Your answer should consist solely of the lines from the first line of the data through the line with "use std::fmt;", each reproduced exactly.

START Records supplied

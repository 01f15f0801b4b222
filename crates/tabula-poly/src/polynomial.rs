//! Sparse univariate polynomials.
//!
//! A polynomial is a list of [`Term`]s kept in canonical form: sorted by
//! strictly descending exponent, one term per exponent, no zero coefficients.
//! Every constructor and every arithmetic operation restores that form before
//! returning, so the empty list is the one and only zero polynomial.

use std::fmt;
use std::io::{self, Write};
use std::ops;

use log::trace;
use num_traits::{One, Zero};

use crate::term::Term;

/// A sparse univariate polynomial with `f64` coefficients.
#[derive(Clone, Debug, Default)]
pub struct Polynomial {
    /// Terms in descending exponent order.
    terms: Vec<Term>,
}

impl Polynomial {
    /// Creates a polynomial from terms.
    ///
    /// Terms may arrive in any order and may repeat exponents; they are
    /// sorted and combined.
    #[must_use]
    pub fn new(terms: Vec<Term>) -> Self {
        let mut poly = Self { terms };
        poly.normalize();
        poly
    }

    /// Creates a polynomial from `(coefficient, exponent)` pairs.
    #[must_use]
    pub fn from_pairs(pairs: &[(f64, i32)]) -> Self {
        pairs.iter().copied().map(Term::from).collect()
    }

    /// Creates the zero polynomial.
    #[must_use]
    pub fn zero() -> Self {
        Self { terms: Vec::new() }
    }

    /// Creates the constant polynomial 1.
    #[must_use]
    pub fn one() -> Self {
        Self::constant(1.0)
    }

    /// Creates a constant polynomial.
    #[must_use]
    pub fn constant(c: f64) -> Self {
        Self::monomial(c, 0)
    }

    /// Creates the monomial `c * x^exponent`.
    #[must_use]
    pub fn monomial(c: f64, exponent: i32) -> Self {
        Self::new(vec![Term::new(c, exponent)])
    }

    /// Replaces the terms, normalizing them.
    pub fn set_terms(&mut self, terms: Vec<Term>) {
        self.terms = terms;
        self.normalize();
    }

    /// Returns the terms in descending exponent order.
    #[must_use]
    pub fn terms(&self) -> &[Term] {
        &self.terms
    }

    /// Returns true if this is the zero polynomial.
    #[must_use]
    pub fn is_zero(&self) -> bool {
        self.terms.is_empty()
    }

    /// Returns the number of terms.
    #[must_use]
    pub fn len(&self) -> usize {
        self.terms.len()
    }

    /// Returns true if there are no terms.
    #[must_use]
    pub fn is_empty(&self) -> bool {
        self.terms.is_empty()
    }

    /// Returns the highest exponent, or `None` for the zero polynomial.
    #[must_use]
    pub fn degree(&self) -> Option<i32> {
        self.terms.first().map(Term::exponent)
    }

    /// Returns the term with the highest exponent.
    #[must_use]
    pub fn leading_term(&self) -> Option<&Term> {
        self.terms.first()
    }

    /// Returns the coefficient of `x^exponent` (zero if absent).
    #[must_use]
    pub fn coefficient(&self, exponent: i32) -> f64 {
        let probe = Term::new(0.0, exponent);
        self.terms
            .iter()
            .find(|t| **t == probe)
            .map_or(0.0, Term::coefficient)
    }

    /// Evaluates the polynomial at `x`.
    #[must_use]
    pub fn eval(&self, x: f64) -> f64 {
        self.terms
            .iter()
            .map(|t| t.coefficient() * x.powi(t.exponent()))
            .sum()
    }

    /// Compares coefficient-wise within an absolute tolerance.
    ///
    /// An exponent missing on one side counts as a zero coefficient there.
    #[must_use]
    pub fn approx_eq(&self, other: &Self, tolerance: f64) -> bool {
        self.terms
            .iter()
            .chain(&other.terms)
            .all(|t| (self.coefficient(t.exponent()) - other.coefficient(t.exponent())).abs() <= tolerance)
    }

    /// Sorts terms, combines like terms and drops zero coefficients.
    fn normalize(&mut self) {
        let before = self.terms.len();

        // Descending exponent; leading term first
        self.terms.sort_by(|a, b| b.cmp(a));

        let mut merged: Vec<Term> = Vec::with_capacity(before);
        for term in self.terms.drain(..) {
            match merged.last_mut() {
                Some(last) if *last == term => last.accumulate(term.coefficient()),
                _ => merged.push(term),
            }
        }
        merged.retain(|t| t.coefficient() != 0.0);

        if merged.len() != before {
            trace!("normalized {before} terms into {}", merged.len());
        }
        self.terms = merged;
    }

    /// Adds two polynomials.
    #[must_use]
    pub fn add(&self, other: &Self) -> Self {
        let mut result = self.clone();
        for term in &other.terms {
            match result.terms.iter_mut().find(|t| **t == *term) {
                Some(existing) => existing.accumulate(term.coefficient()),
                None => result.terms.push(*term),
            }
        }
        result.normalize();
        result
    }

    /// Subtracts two polynomials.
    #[must_use]
    pub fn sub(&self, other: &Self) -> Self {
        let mut result = self.clone();
        for term in &other.terms {
            match result.terms.iter_mut().find(|t| **t == *term) {
                Some(existing) => existing.accumulate(-term.coefficient()),
                None => result.terms.push(-*term),
            }
        }
        result.normalize();
        result
    }

    /// Multiplies two polynomials (schoolbook algorithm).
    ///
    /// # Panics
    ///
    /// Panics if some product term's exponent falls outside the `i32` range.
    /// Use [`Polynomial::checked_mul`] to handle that case.
    #[must_use]
    pub fn mul(&self, other: &Self) -> Self {
        match self.checked_mul(other) {
            Some(product) => product,
            None => panic!("exponent overflow in polynomial product"),
        }
    }

    /// Multiplies two polynomials, returning `None` if an exponent sum
    /// overflows `i32`.
    #[must_use]
    pub fn checked_mul(&self, other: &Self) -> Option<Self> {
        if self.is_zero() || other.is_zero() {
            return Some(Self::zero());
        }

        let mut product: Vec<Term> = Vec::with_capacity(self.len() * other.len());

        for t1 in &self.terms {
            for t2 in &other.terms {
                let term = Term::new(
                    t1.coefficient() * t2.coefficient(),
                    t1.exponent().checked_add(t2.exponent())?,
                );
                match product.iter_mut().find(|t| **t == term) {
                    Some(existing) => existing.accumulate(term.coefficient()),
                    None => product.push(term),
                }
            }
        }

        Some(Self::new(product))
    }

    /// Writes the polynomial as a single line, terminated by a newline.
    ///
    /// # Errors
    ///
    /// Propagates any error from `out`.
    pub fn write_to<W: Write>(&self, out: &mut W) -> io::Result<()> {
        writeln!(out, "{self}")
    }

    /// Negates a polynomial.
    #[must_use]
    pub fn neg(&self) -> Self {
        Self {
            terms: self.terms.iter().map(|t| -*t).collect(),
        }
    }
}

impl PartialEq for Polynomial {
    fn eq(&self, other: &Self) -> bool {
        self.terms.len() == other.terms.len()
            && self.terms.iter().zip(&other.terms).all(|(a, b)| {
                a.exponent() == b.exponent() && a.coefficient() == b.coefficient()
            })
    }
}

impl From<Vec<Term>> for Polynomial {
    fn from(terms: Vec<Term>) -> Self {
        Self::new(terms)
    }
}

impl FromIterator<Term> for Polynomial {
    fn from_iter<I: IntoIterator<Item = Term>>(iter: I) -> Self {
        Self::new(iter.into_iter().collect())
    }
}

macro_rules! impl_binary_op {
    ($trait:ident, $method:ident, $assign_trait:ident, $assign_method:ident) => {
        impl ops::$trait<&Polynomial> for &Polynomial {
            type Output = Polynomial;

            fn $method(self, rhs: &Polynomial) -> Polynomial {
                Polynomial::$method(self, rhs)
            }
        }

        impl ops::$trait<Polynomial> for &Polynomial {
            type Output = Polynomial;

            fn $method(self, rhs: Polynomial) -> Polynomial {
                Polynomial::$method(self, &rhs)
            }
        }

        impl ops::$trait<&Polynomial> for Polynomial {
            type Output = Polynomial;

            fn $method(self, rhs: &Polynomial) -> Polynomial {
                Polynomial::$method(&self, rhs)
            }
        }

        impl ops::$trait<Polynomial> for Polynomial {
            type Output = Polynomial;

            fn $method(self, rhs: Polynomial) -> Polynomial {
                Polynomial::$method(&self, &rhs)
            }
        }

        impl ops::$assign_trait<&Polynomial> for Polynomial {
            fn $assign_method(&mut self, rhs: &Polynomial) {
                *self = Polynomial::$method(self, rhs);
            }
        }

        impl ops::$assign_trait<Polynomial> for Polynomial {
            fn $assign_method(&mut self, rhs: Polynomial) {
                *self = Polynomial::$method(self, &rhs);
            }
        }
    };
}

impl_binary_op!(Add, add, AddAssign, add_assign);
impl_binary_op!(Sub, sub, SubAssign, sub_assign);
impl_binary_op!(Mul, mul, MulAssign, mul_assign);

impl ops::Neg for &Polynomial {
    type Output = Polynomial;

    fn neg(self) -> Polynomial {
        Polynomial::neg(self)
    }
}

impl ops::Neg for Polynomial {
    type Output = Polynomial;

    fn neg(self) -> Polynomial {
        Polynomial::neg(&self)
    }
}

impl Zero for Polynomial {
    fn zero() -> Self {
        Polynomial::zero()
    }

    fn is_zero(&self) -> bool {
        Polynomial::is_zero(self)
    }
}

impl One for Polynomial {
    fn one() -> Self {
        Polynomial::one()
    }
}

impl fmt::Display for Polynomial {
    fn fmt(&self, f: &mut fmt::Formatter<'_>) -> fmt::Result {
        if self.is_zero() {
            return write!(f, "0");
        }

        for (i, term) in self.terms.iter().enumerate() {
            let c = term.coefficient();
            let e = term.exponent();

            if i == 0 {
                if c < 0.0 {
                    write!(f, "-")?;
                }
            } else if c < 0.0 {
                write!(f, " - ")?;
            } else {
                write!(f, " + ")?;
            }

            // Unit coefficients are implied, except on the constant term
            let magnitude = c.abs();
            if magnitude != 1.0 || e == 0 {
                write!(f, "{magnitude}")?;
            }
            if e != 0 {
                write!(f, "x^{e}")?;
            }
        }

        Ok(())
    }
}
//! Polynomial Arithmetic Demo
//!
//! Builds two polynomials, one of them with a repeated exponent, and prints
//! their sum, difference and product.
//!
//! Run with: RUST_LOG=trace cargo run --example poly_demo

use std::io::{self, Write};

use tabula::prelude::*;

fn main() -> anyhow::Result<()> {
    env_logger::init();

    let p1 = Polynomial::new(vec![Term::new(2.0, 4), Term::new(-3.0, 1), Term::new(6.0, 0)]);
    let p2 = Polynomial::new(vec![Term::new(4.0, 2), Term::new(1.0, 2), Term::new(2.0, 0)]);

    let mut out = io::stdout().lock();
    let labelled = [
        ("Polynomial 1", p1.clone()),
        ("Polynomial 2", p2.clone()),
        ("Sum", &p1 + &p2),
        ("Difference", &p1 - &p2),
        ("Product", &p1 * &p2),
    ];
    for (label, poly) in &labelled {
        write!(out, "{label}: ")?;
        poly.write_to(&mut out)?;
    }
    out.flush()?;

    let prod = &labelled[4].1;
    let mut acc = p1.clone();
    acc *= &p2;
    acc -= prod;
    log::info!("p1 * p2 - product = {acc}");

    Ok(())
}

END Records supplied

• _Your response_:
repository 01f15f0801b4b222
filename crates/tabula-poly/src/polynomial.rs
//! Sparse univariate polynomials.
//!
//! A polynomial is a list of [`Term`]s kept in canonical form: sorted by
//! strictly descending exponent, one term per exponent, no zero coefficients.
//! Every constructor and every arithmetic operation restores that form before
//! returning, so the empty list is the one and only zero polynomial.

use std::fmt;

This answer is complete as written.